About this exercise -
Begin at the first line of the records below and, please, give each line again exactly until the line with "query: Fields) -> Result<ApiResponse, ClientError>;" is included.

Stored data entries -
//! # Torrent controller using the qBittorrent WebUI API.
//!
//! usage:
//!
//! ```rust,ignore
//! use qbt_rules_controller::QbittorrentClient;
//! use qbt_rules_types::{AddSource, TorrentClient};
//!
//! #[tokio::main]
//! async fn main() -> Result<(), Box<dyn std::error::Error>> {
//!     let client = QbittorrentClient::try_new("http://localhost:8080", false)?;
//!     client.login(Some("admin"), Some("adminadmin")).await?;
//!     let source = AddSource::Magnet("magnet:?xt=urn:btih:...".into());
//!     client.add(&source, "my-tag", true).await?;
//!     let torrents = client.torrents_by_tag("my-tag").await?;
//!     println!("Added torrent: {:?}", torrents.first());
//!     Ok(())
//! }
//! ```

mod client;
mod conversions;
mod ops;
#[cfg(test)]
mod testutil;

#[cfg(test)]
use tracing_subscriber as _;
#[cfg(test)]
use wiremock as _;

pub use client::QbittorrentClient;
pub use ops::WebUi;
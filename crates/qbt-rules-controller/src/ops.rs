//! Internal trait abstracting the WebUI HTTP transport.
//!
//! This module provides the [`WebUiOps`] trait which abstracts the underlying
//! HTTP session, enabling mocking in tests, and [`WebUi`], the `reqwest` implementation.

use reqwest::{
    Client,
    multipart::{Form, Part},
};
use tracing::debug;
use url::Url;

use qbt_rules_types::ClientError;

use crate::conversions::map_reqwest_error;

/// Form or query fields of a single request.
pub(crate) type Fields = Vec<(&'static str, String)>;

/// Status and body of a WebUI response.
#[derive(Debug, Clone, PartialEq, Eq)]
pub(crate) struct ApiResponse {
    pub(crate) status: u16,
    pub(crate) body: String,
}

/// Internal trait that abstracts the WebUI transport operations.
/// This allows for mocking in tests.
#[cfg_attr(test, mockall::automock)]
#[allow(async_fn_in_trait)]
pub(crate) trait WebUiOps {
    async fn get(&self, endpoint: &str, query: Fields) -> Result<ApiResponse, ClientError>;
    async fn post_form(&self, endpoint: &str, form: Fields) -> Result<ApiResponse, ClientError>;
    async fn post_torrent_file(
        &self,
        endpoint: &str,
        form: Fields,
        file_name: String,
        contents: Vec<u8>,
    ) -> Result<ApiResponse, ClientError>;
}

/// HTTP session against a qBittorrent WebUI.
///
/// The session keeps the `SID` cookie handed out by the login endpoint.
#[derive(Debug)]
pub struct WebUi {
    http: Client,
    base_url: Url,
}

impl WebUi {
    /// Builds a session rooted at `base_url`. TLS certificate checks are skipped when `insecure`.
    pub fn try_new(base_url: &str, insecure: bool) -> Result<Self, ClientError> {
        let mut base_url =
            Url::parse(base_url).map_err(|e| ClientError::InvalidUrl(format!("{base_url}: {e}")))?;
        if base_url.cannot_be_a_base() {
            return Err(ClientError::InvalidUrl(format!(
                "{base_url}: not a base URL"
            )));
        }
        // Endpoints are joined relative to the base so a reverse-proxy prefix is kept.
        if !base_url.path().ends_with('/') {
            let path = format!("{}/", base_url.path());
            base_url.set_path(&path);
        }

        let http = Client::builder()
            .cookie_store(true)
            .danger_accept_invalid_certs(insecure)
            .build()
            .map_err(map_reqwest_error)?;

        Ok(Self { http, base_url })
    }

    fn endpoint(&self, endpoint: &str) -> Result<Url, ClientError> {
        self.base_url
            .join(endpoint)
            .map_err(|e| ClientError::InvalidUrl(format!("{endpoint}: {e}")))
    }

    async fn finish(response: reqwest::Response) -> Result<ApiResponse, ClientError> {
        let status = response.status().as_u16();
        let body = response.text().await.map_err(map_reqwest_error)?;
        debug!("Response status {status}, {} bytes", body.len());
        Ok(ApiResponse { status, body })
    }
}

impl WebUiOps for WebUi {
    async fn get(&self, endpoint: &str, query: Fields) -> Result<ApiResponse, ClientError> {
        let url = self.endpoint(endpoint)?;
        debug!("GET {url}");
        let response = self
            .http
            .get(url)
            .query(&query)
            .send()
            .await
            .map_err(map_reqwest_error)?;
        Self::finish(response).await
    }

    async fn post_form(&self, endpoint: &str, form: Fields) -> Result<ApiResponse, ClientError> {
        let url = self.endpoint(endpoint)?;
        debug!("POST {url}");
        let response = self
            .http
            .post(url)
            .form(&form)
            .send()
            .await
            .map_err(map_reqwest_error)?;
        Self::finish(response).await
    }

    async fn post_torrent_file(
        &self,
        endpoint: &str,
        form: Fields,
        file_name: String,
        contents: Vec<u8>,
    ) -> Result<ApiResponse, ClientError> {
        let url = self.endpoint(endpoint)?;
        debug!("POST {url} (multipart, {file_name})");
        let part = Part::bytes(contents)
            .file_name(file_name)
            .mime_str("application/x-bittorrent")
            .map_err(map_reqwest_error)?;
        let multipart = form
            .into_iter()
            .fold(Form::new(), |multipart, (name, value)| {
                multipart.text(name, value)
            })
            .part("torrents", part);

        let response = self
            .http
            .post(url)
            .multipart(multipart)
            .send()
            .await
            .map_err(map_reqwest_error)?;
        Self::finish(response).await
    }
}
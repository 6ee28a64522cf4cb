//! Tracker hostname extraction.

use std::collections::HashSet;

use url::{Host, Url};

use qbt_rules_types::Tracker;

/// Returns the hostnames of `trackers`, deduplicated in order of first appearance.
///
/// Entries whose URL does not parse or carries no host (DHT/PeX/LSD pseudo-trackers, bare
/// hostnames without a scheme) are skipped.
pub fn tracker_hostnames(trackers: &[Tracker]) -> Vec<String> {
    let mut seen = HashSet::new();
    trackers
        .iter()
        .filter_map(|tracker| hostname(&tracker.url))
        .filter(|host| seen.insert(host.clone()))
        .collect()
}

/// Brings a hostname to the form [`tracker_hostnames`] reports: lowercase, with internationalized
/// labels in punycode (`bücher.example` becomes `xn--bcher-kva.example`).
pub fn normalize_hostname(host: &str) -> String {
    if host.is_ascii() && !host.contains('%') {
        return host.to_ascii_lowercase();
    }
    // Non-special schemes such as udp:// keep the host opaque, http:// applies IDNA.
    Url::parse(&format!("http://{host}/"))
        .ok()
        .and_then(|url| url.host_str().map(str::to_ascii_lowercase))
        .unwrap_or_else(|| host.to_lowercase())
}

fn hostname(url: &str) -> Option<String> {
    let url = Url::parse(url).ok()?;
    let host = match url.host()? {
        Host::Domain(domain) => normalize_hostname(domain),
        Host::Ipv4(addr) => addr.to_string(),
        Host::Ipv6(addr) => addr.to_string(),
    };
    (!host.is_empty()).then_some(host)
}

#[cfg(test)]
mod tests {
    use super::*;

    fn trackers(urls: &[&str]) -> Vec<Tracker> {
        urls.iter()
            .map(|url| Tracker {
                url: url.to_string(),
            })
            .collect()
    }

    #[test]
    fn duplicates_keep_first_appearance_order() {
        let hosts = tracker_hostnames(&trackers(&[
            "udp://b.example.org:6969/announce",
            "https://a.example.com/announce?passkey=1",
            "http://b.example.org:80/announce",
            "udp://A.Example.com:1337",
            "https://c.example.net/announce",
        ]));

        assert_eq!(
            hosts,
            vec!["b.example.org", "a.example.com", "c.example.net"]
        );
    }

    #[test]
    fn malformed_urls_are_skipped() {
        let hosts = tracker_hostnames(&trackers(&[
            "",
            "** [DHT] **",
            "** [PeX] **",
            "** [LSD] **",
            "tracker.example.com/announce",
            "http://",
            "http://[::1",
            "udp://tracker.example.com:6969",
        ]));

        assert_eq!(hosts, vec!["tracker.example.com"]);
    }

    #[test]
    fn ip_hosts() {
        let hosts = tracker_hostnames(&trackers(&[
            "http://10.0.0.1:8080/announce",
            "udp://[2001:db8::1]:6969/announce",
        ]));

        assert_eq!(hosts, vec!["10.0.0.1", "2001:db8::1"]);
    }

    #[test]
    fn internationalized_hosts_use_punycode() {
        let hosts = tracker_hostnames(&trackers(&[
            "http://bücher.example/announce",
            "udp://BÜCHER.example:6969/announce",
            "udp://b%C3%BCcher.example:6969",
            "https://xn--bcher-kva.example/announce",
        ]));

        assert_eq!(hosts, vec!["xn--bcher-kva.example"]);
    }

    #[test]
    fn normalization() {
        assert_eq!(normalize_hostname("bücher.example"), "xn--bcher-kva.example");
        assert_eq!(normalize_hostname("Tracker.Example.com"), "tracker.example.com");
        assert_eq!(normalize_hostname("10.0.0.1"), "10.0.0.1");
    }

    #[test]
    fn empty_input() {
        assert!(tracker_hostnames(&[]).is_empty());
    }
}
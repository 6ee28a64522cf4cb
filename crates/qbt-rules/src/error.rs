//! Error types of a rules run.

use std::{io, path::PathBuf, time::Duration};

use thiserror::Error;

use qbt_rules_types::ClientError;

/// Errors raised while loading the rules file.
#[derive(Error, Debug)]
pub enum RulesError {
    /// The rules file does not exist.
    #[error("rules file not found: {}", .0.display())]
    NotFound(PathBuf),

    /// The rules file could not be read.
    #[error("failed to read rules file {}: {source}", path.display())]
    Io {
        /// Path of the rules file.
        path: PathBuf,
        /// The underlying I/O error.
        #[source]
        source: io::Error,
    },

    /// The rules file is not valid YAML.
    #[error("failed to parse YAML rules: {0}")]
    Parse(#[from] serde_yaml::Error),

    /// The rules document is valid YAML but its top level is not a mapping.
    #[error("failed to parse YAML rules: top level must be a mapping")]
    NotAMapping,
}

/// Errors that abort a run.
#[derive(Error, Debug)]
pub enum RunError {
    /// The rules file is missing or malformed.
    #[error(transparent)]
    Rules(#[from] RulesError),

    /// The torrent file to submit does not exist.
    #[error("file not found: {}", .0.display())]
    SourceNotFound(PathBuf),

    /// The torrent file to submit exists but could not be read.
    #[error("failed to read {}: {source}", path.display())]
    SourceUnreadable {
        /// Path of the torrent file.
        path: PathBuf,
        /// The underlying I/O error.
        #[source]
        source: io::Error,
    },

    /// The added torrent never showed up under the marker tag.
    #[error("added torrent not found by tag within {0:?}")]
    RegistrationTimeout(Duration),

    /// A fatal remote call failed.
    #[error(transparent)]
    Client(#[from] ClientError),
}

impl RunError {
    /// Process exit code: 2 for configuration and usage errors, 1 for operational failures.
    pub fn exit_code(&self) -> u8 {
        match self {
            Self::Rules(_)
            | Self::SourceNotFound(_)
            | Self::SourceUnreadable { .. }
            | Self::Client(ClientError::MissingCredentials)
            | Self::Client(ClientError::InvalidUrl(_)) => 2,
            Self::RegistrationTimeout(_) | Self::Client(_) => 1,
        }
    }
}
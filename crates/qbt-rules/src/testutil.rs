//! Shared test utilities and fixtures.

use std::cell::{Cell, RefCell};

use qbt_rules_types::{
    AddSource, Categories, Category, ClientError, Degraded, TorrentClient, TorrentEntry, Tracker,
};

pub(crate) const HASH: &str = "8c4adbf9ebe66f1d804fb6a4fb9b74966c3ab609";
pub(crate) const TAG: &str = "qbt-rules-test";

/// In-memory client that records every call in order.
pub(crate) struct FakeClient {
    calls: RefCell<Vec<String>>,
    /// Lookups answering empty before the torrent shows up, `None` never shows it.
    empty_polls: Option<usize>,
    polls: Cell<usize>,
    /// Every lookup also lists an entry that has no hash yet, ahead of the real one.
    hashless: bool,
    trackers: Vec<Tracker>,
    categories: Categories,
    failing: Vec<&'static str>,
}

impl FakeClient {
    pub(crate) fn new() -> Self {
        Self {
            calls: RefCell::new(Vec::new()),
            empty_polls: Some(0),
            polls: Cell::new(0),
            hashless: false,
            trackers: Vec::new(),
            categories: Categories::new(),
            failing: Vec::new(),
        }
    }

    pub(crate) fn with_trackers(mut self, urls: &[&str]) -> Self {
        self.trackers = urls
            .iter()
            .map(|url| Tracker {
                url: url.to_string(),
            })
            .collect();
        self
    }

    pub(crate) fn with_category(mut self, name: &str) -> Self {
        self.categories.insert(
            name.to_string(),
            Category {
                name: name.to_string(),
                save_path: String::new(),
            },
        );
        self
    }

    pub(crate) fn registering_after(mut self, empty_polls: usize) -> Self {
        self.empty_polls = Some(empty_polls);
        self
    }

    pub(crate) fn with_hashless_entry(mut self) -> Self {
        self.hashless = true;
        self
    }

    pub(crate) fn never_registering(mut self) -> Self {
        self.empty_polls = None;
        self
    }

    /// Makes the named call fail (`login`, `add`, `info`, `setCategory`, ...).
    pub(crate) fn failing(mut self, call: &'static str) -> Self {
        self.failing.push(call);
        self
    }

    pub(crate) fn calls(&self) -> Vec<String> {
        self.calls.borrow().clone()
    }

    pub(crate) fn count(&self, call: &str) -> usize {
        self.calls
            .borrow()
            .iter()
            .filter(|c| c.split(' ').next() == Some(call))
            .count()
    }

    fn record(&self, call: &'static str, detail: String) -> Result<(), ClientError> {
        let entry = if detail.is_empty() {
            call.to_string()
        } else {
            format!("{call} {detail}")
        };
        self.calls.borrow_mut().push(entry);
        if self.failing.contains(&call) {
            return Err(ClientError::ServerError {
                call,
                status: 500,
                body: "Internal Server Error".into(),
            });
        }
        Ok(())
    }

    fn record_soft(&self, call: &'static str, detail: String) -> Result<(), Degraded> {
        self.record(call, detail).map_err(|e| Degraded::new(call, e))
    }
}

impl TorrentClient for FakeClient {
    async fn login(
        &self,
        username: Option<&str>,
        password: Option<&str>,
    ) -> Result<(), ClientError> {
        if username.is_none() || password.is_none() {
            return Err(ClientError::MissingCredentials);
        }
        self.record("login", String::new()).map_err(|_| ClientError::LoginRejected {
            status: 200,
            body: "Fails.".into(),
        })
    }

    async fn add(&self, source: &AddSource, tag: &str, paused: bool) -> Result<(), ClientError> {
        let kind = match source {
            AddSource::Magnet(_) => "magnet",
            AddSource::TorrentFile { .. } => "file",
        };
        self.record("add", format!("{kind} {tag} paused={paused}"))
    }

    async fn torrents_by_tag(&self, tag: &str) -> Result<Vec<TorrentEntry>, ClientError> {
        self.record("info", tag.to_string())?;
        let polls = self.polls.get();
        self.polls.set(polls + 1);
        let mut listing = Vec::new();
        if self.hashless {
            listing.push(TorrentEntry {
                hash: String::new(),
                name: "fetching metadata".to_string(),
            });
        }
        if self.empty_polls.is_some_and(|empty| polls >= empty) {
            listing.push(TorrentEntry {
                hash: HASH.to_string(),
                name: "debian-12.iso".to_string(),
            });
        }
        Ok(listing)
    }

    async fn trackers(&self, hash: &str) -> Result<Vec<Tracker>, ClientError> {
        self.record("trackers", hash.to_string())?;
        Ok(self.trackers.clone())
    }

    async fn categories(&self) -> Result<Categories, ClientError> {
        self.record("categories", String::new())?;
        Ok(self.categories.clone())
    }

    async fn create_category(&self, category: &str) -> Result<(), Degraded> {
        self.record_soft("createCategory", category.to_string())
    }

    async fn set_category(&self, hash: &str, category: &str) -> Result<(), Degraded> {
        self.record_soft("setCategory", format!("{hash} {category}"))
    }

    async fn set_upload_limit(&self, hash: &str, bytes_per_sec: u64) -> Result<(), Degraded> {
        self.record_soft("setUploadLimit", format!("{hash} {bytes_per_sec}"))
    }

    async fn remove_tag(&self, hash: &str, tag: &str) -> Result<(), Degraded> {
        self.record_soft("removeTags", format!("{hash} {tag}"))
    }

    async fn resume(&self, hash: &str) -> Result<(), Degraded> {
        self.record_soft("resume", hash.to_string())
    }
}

Task solution -
//! # Torrent controller using the qBittorrent WebUI API.
//!
//! usage:
//!
//! ```rust,ignore
//! use qbt_rules_controller::QbittorrentClient;
//! use qbt_rules_types::{AddSource, TorrentClient};
//!
//! #[tokio::main]
//! async fn main() -> Result<(), Box<dyn std::error::Error>> {
//!     let client = QbittorrentClient::try_new("http://localhost:8080", false)?;
//!     client.login(Some("admin"), Some("adminadmin")).await?;
//!     let source = AddSource::Magnet("magnet:?xt=urn:btih:...".into());
//!     client.add(&source, "my-tag", true).await?;
//!     let torrents = client.torrents_by_tag("my-tag").await?;
//!     println!("Added torrent: {:?}", torrents.first());
//!     Ok(())
//! }
//! ```

mod client;
mod conversions;
mod ops;
#[cfg(test)]
mod testutil;

#[cfg(test)]
use tracing_subscriber as _;
#[cfg(test)]
use wiremock as _;

pub use client::QbittorrentClient;
pub use ops::WebUi;
filename crates/qbt-rules-controller/src/ops.rs
//! Internal trait abstracting the WebUI HTTP transport.
//!
//! This module provides the [`WebUiOps`] trait which abstracts the underlying
//! HTTP session, enabling mocking in tests, and [`WebUi`], the `reqwest` implementation.

use reqwest::{
    Client,
    multipart::{Form, Part},
};
use tracing::debug;
use url::Url;

use qbt_rules_types::ClientError;

use crate::conversions::map_reqwest_error;

/// Form or query fields of a single request.
pub(crate) type Fields = Vec<(&'static str, String)>;

/// Status and body of a WebUI response.
#[derive(Debug, Clone, PartialEq, Eq)]
pub(crate) struct ApiResponse {
    pub(crate) status: u16,
    pub(crate) body: String,
}

/// Internal trait that abstracts the WebUI transport operations.
/// This allows for mocking in tests.
#[cfg_attr(test, mockall::automock)]
#[allow(async_fn_in_trait)]
pub(crate) trait WebUiOps {
    async fn get(&self, endpoint: &str, query: Fields) -> Result<ApiResponse, ClientError>;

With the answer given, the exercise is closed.